Paper: Unsupervised Monocular Depth Estimation with Left-Right Consistency
From: CVPR2017
Problem:
Monocular depth estimation requires huge amounts of depth gts, which is hard to obtain
Idea: Unsupervised depth estimation by stereo reconstruction
Solution:
Monodepth Stereo reconstruction: stereo data for training; monocular testing. In training, left gt as input, left and right disparity maps as output. Disparity maps show the coordinate shift of pixels along the X axis.
Given the predicted disparity maps, the image is reconstructed by sampling. The left image is reconstructed by sampling on the right gt (according to left disparity); the right image is reconstructed by sampling on the left gt (according to right disparity).
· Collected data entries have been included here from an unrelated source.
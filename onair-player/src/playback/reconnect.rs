//! Reconnection scheduler
//!
//! Decides whether, when and how the engine retries a dropped stream:
//! incremental retries with exponential backoff, escalation to a full player
//! restart after repeated consecutive errors, and (optionally) a terminal
//! give-up after a hard maximum of attempts.
//!
//! Like the buffer health monitor this is a pure policy object. The engine
//! owns the timers and reports back what actually happened through
//! `record_attempt`, `record_success` and `reset_after_restart`.

use crate::config::ReconnectPolicy;
use std::time::Duration;
use tokio::time::Instant;

/// Retry bookkeeping
#[derive(Debug, Clone, Default, PartialEq, Eq)]
pub struct RetryState {
    /// Position in the current backoff cycle
    pub attempt_count: u32,
    /// Failures since the last sustained playback
    pub consecutive_error_count: u32,
    /// Attempts (incremental or restart) since the last success; compared
    /// against `give_up_after`. Survives restarts.
    pub total_attempts: u32,
    /// Backoff cycle exhausted; delay stays at `max_delay` until success
    pub pinned: bool,
    pub last_attempt: Option<Instant>,
    pub last_successful_reconnect: Option<Instant>,
}

/// Engine facts that can veto scheduling
#[derive(Debug, Clone, Copy, Default)]
pub struct ReconnectGuards {
    pub user_stopped: bool,
    pub paused_for_foreground_content: bool,
    /// Paused by the user, an interruption or headphone removal
    pub deliberately_paused: bool,
    /// Terminal error surfaced; waiting for an explicit play
    pub exhausted: bool,
    /// Timer pending, probe running or attempt being issued
    pub reconnect_in_flight: bool,
    pub restart_in_flight: bool,
}

#[derive(Debug, Clone, Copy, PartialEq, Eq)]
pub enum SkipReason {
    UserStopped,
    ForegroundContent,
    Paused,
    Exhausted,
    RestartInFlight,
    AlreadyInFlight,
}

impl std::fmt::Display for SkipReason {
    fn fmt(&self, f: &mut std::fmt::Formatter<'_>) -> std::fmt::Result {
        let s = match self {
            SkipReason::UserStopped => "user stopped playback",
            SkipReason::ForegroundContent => "paused for foreground content",
            SkipReason::Paused => "playback deliberately paused",
            SkipReason::Exhausted => "retries exhausted",
            SkipReason::RestartInFlight => "restart already in progress",
            SkipReason::AlreadyInFlight => "reconnect already in flight",
        };
        f.write_str(s)
    }
}

/// Scheduler verdict for one failure
#[derive(Debug, Clone, Copy, PartialEq, Eq)]
pub enum ScheduleDecision {
    Skip(SkipReason),
    /// Incremental retry after `delay`
    Retry { attempt: u32, delay: Duration },
    /// Tear down and rebuild the player
    Restart { consecutive_errors: u32 },
    /// Surface a terminal error and stop retrying
    GiveUp { total_attempts: u32 },
}

#[derive(Debug)]
pub struct ReconnectionScheduler {
    policy: ReconnectPolicy,
    state: RetryState,
}

impl ReconnectionScheduler {
    pub fn new(policy: ReconnectPolicy) -> Self {
        Self {
            policy,
            state: RetryState::default(),
        }
    }

    pub fn state(&self) -> &RetryState {
        &self.state
    }

    pub fn policy(&self) -> &ReconnectPolicy {
        &self.policy
    }

    /// Count one failure (stream drop, player fault, buffering timeout,
    /// failed probe). Returns the new consecutive error count.
    pub fn record_error(&mut self) -> u32 {
        self.state.consecutive_error_count = self.state.consecutive_error_count.saturating_add(1);
        self.state.consecutive_error_count
    }

    /// Decide what to do about the current failure
    pub fn schedule(&mut self, now: Instant, guards: ReconnectGuards) -> ScheduleDecision {
        if guards.user_stopped {
            return ScheduleDecision::Skip(SkipReason::UserStopped);
        }
        if guards.paused_for_foreground_content {
            return ScheduleDecision::Skip(SkipReason::ForegroundContent);
        }
        if guards.deliberately_paused {
            return ScheduleDecision::Skip(SkipReason::Paused);
        }
        if guards.exhausted {
            return ScheduleDecision::Skip(SkipReason::Exhausted);
        }
        if guards.restart_in_flight {
            return ScheduleDecision::Skip(SkipReason::RestartInFlight);
        }

        if let Some(limit) = self.policy.give_up_after {
            if self.state.total_attempts >= limit {
                return ScheduleDecision::GiveUp {
                    total_attempts: self.state.total_attempts,
                };
            }
        }

        // Escalation supersedes a pending incremental timer
        if self.state.consecutive_error_count > self.policy.restart_threshold {
            return ScheduleDecision::Restart {
                consecutive_errors: self.state.consecutive_error_count,
            };
        }

        if guards.reconnect_in_flight {
            return ScheduleDecision::Skip(SkipReason::AlreadyInFlight);
        }

        let (attempt, backoff) = self.next_backoff();
        let delay = backoff
            .max(remaining(now, self.state.last_successful_reconnect, self.policy.success_cooldown()))
            .max(remaining(now, self.state.last_attempt, self.policy.debounce()));

        ScheduleDecision::Retry { attempt, delay }
    }

    /// Advance the backoff cycle and return `(attempt, delay)`
    ///
    /// Delay is `initial * 2^attempt` clamped to `[min, max]`. Once the cycle
    /// reaches `max_retries` the counter resets and the delay stays pinned at
    /// `max` until the next success.
    pub fn next_backoff(&mut self) -> (u32, Duration) {
        let max_delay = self.policy.max_delay();

        if self.state.pinned || self.state.attempt_count >= self.policy.max_retries {
            self.state.pinned = true;
            self.state.attempt_count = 0;
            return (self.policy.max_retries, max_delay);
        }

        let factor = 1u32.checked_shl(self.state.attempt_count).unwrap_or(u32::MAX);
        let delay = self
            .policy
            .initial_delay()
            .saturating_mul(factor)
            .clamp(self.policy.min_delay(), max_delay);

        self.state.attempt_count += 1;
        (self.state.attempt_count, delay)
    }

    /// An attempt (incremental or restart) is being issued now
    pub fn record_attempt(&mut self, now: Instant) {
        self.state.last_attempt = Some(now);
        self.state.total_attempts = self.state.total_attempts.saturating_add(1);
    }

    /// Playback became ready. Returns true if this ended a recovery.
    pub fn record_success(&mut self, now: Instant) -> bool {
        let recovered = self.state.total_attempts > 0;
        if recovered {
            self.state.last_successful_reconnect = Some(now);
        }
        self.state.attempt_count = 0;
        self.state.consecutive_error_count = 0;
        self.state.total_attempts = 0;
        self.state.pinned = false;
        recovered
    }

    /// A full restart rebuilt the player: start the retry cycle over.
    /// `total_attempts` is kept so a hard maximum still applies.
    pub fn reset_after_restart(&mut self) {
        self.state.attempt_count = 0;
        self.state.consecutive_error_count = 0;
        self.state.pinned = false;
    }

    /// Explicit user play: forget everything except the cooldown timestamp
    pub fn reset(&mut self) {
        let last_success = self.state.last_successful_reconnect;
        self.state = RetryState {
            last_successful_reconnect: last_success,
            ..RetryState::default()
        };
    }
}

fn remaining(now: Instant, since: Option<Instant>, window: Duration) -> Duration {
    since
        .map(|t| window.saturating_sub(now.saturating_duration_since(t)))
        .unwrap_or(Duration::ZERO)
}

#[cfg(test)]
mod tests {
    use super::*;

    fn policy() -> ReconnectPolicy {
        ReconnectPolicy {
            success_cooldown_ms: 0,
            debounce_ms: 0,
            ..ReconnectPolicy::default()
        }
    }

    fn retry_delay(decision: ScheduleDecision) -> Duration {
        match decision {
            ScheduleDecision::Retry { delay, .. } => delay,
            other => panic!("Expected Retry, got {:?}", other),
        }
    }

    #[test]
    fn test_backoff_doubles_then_pins() {
        let mut s = ReconnectionScheduler::new(policy());
        let delays: Vec<u64> = (0..9).map(|_| s.next_backoff().1.as_millis() as u64).collect();
        assert_eq!(
            delays,
            vec![1_000, 2_000, 4_000, 8_000, 16_000, 30_000, 30_000, 30_000, 30_000]
        );
        assert!(s.state().pinned);
        assert_eq!(s.state().attempt_count, 0);
    }

    #[test]
    fn test_backoff_is_monotonic_and_clamped() {
        let p = ReconnectPolicy {
            initial_delay_ms: 100,
            min_delay_ms: 500,
            max_delay_ms: 5_000,
            max_retries: 8,
            ..policy()
        };
        let mut s = ReconnectionScheduler::new(p.clone());
        let mut previous = Duration::ZERO;
        for _ in 0..40 {
            let (_, delay) = s.next_backoff();
            assert!(delay >= p.min_delay());
            assert!(delay <= p.max_delay());
            assert!(delay >= previous);
            previous = delay;
        }
        assert_eq!(previous, p.max_delay());
    }

    #[test]
    fn test_huge_attempt_counts_do_not_overflow() {
        let p = ReconnectPolicy {
            max_retries: 100,
            ..policy()
        };
        let mut s = ReconnectionScheduler::new(p);
        for _ in 0..100 {
            let (_, delay) = s.next_backoff();
            assert!(delay <= Duration::from_secs(30));
        }
    }

    #[test]
    fn test_guards_abort_in_order() {
        let mut s = ReconnectionScheduler::new(policy());
        let now = Instant::now();
        for _ in 0..10 {
            s.record_error();
        }

        let guards = ReconnectGuards {
            user_stopped: true,
            paused_for_foreground_content: true,
            ..Default::default()
        };
        assert_eq!(
            s.schedule(now, guards),
            ScheduleDecision::Skip(SkipReason::UserStopped)
        );

        let guards = ReconnectGuards {
            paused_for_foreground_content: true,
            ..Default::default()
        };
        assert_eq!(
            s.schedule(now, guards),
            ScheduleDecision::Skip(SkipReason::ForegroundContent)
        );
    }

    #[test]
    fn test_escalation_supersedes_pending_retry() {
        let mut s = ReconnectionScheduler::new(policy());
        let now = Instant::now();
        let in_flight = ReconnectGuards {
            reconnect_in_flight: true,
            ..Default::default()
        };

        s.record_error();
        assert!(matches!(
            s.schedule(now, ReconnectGuards::default()),
            ScheduleDecision::Retry { attempt: 1, .. }
        ));

        // Errors 2 and 3 coalesce into the pending timer
        for _ in 0..2 {
            s.record_error();
            assert_eq!(
                s.schedule(now, in_flight),
                ScheduleDecision::Skip(SkipReason::AlreadyInFlight)
            );
        }

        // The 4th exceeds the threshold of 3
        assert_eq!(s.record_error(), 4);
        assert_eq!(
            s.schedule(now, in_flight),
            ScheduleDecision::Restart {
                consecutive_errors: 4
            }
        );
    }

    #[test]
    fn test_restart_in_flight_blocks_everything() {
        let mut s = ReconnectionScheduler::new(policy());
        for _ in 0..5 {
            s.record_error();
        }
        let guards = ReconnectGuards {
            restart_in_flight: true,
            ..Default::default()
        };
        assert_eq!(
            s.schedule(Instant::now(), guards),
            ScheduleDecision::Skip(SkipReason::RestartInFlight)
        );
    }

    #[test]
    fn test_give_up_after_hard_maximum() {
        let p = ReconnectPolicy {
            give_up_after: Some(3),
            ..policy()
        };
        let mut s = ReconnectionScheduler::new(p);
        let now = Instant::now();

        for _ in 0..3 {
            s.record_error();
            assert!(matches!(
                s.schedule(now, ReconnectGuards::default()),
                ScheduleDecision::Retry { .. }
            ));
            s.record_attempt(now);
            s.reset_after_restart();
        }

        s.record_error();
        assert_eq!(
            s.schedule(now, ReconnectGuards::default()),
            ScheduleDecision::GiveUp { total_attempts: 3 }
        );

        let exhausted = ReconnectGuards {
            exhausted: true,
            ..Default::default()
        };
        assert_eq!(
            s.schedule(now, exhausted),
            ScheduleDecision::Skip(SkipReason::Exhausted)
        );
    }

    #[test]
    fn test_debounce_pushes_delay_out() {
        let p = ReconnectPolicy {
            initial_delay_ms: 500,
            min_delay_ms: 500,
            debounce_ms: 2_000,
            ..policy()
        };
        let mut s = ReconnectionScheduler::new(p);
        let t0 = Instant::now();
        s.record_attempt(t0);

        s.record_error();
        let delay = retry_delay(s.schedule(t0 + Duration::from_millis(300), ReconnectGuards::default()));
        assert_eq!(delay, Duration::from_millis(1_700));
    }

    #[test]
    fn test_cooldown_after_success_pushes_delay_out() {
        let p = ReconnectPolicy {
            success_cooldown_ms: 10_000,
            ..policy()
        };
        let mut s = ReconnectionScheduler::new(p);
        let t0 = Instant::now();

        s.record_attempt(t0);
        assert!(s.record_success(t0 + Duration::from_secs(1)));

        s.record_error();
        let delay = retry_delay(s.schedule(t0 + Duration::from_secs(4), ReconnectGuards::default()));
        assert_eq!(delay, Duration::from_secs(7));
    }

    #[test]
    fn test_success_resets_counters() {
        let mut s = ReconnectionScheduler::new(policy());
        let now = Instant::now();
        for _ in 0..7 {
            s.next_backoff();
        }
        s.record_error();
        s.record_attempt(now);

        assert!(s.record_success(now));
        let state = s.state();
        assert_eq!(state.attempt_count, 0);
        assert_eq!(state.consecutive_error_count, 0);
        assert_eq!(state.total_attempts, 0);
        assert!(!state.pinned);

        // First ready signal without any attempt is not a recovery
        assert!(!s.record_success(now));
    }

    #[test]
    fn test_user_reset_keeps_cooldown_timestamp() {
        let mut s = ReconnectionScheduler::new(policy());
        let now = Instant::now();
        s.record_attempt(now);
        s.record_success(now);
        s.record_error();
        s.reset();
        assert_eq!(s.state().consecutive_error_count, 0);
        assert_eq!(s.state().last_successful_reconnect, Some(now));
        assert!(s.state().last_attempt.is_none());
    }
}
Although the input contains only the left gt, left and right disparity maps are both predicted, and the corresponding left/right images are both reconstructed. This is to reduce the artifacts on edges of objects: there are parts (especially edges) of objects that are occluded in one view but visible in the other. Mere sampling on image of one view may cause artifacts on such parts. Although only one view is available in testing, the simultaneous mutual prediction can reduce the artifact to some extent, by making more accurate disparity predictions.
Apart from direct image quality assessment (L1 and SSIM), Monodepth also involves:
- gradient smoothness. Generally, disparity should be continuous unless near objects. Smoothness of disparity estimations is evaluated globally unless in locations with high pixel gradient (usually marking edges of objects).
- left-right consistency. Left and right disparity maps have internal relationship (in no-object scenes, the two maps should be just opposite). In scenes with objects, the projection of the left disparity map to the right view (according to the right disparity map) should be equal to the right disparity map, vice versa.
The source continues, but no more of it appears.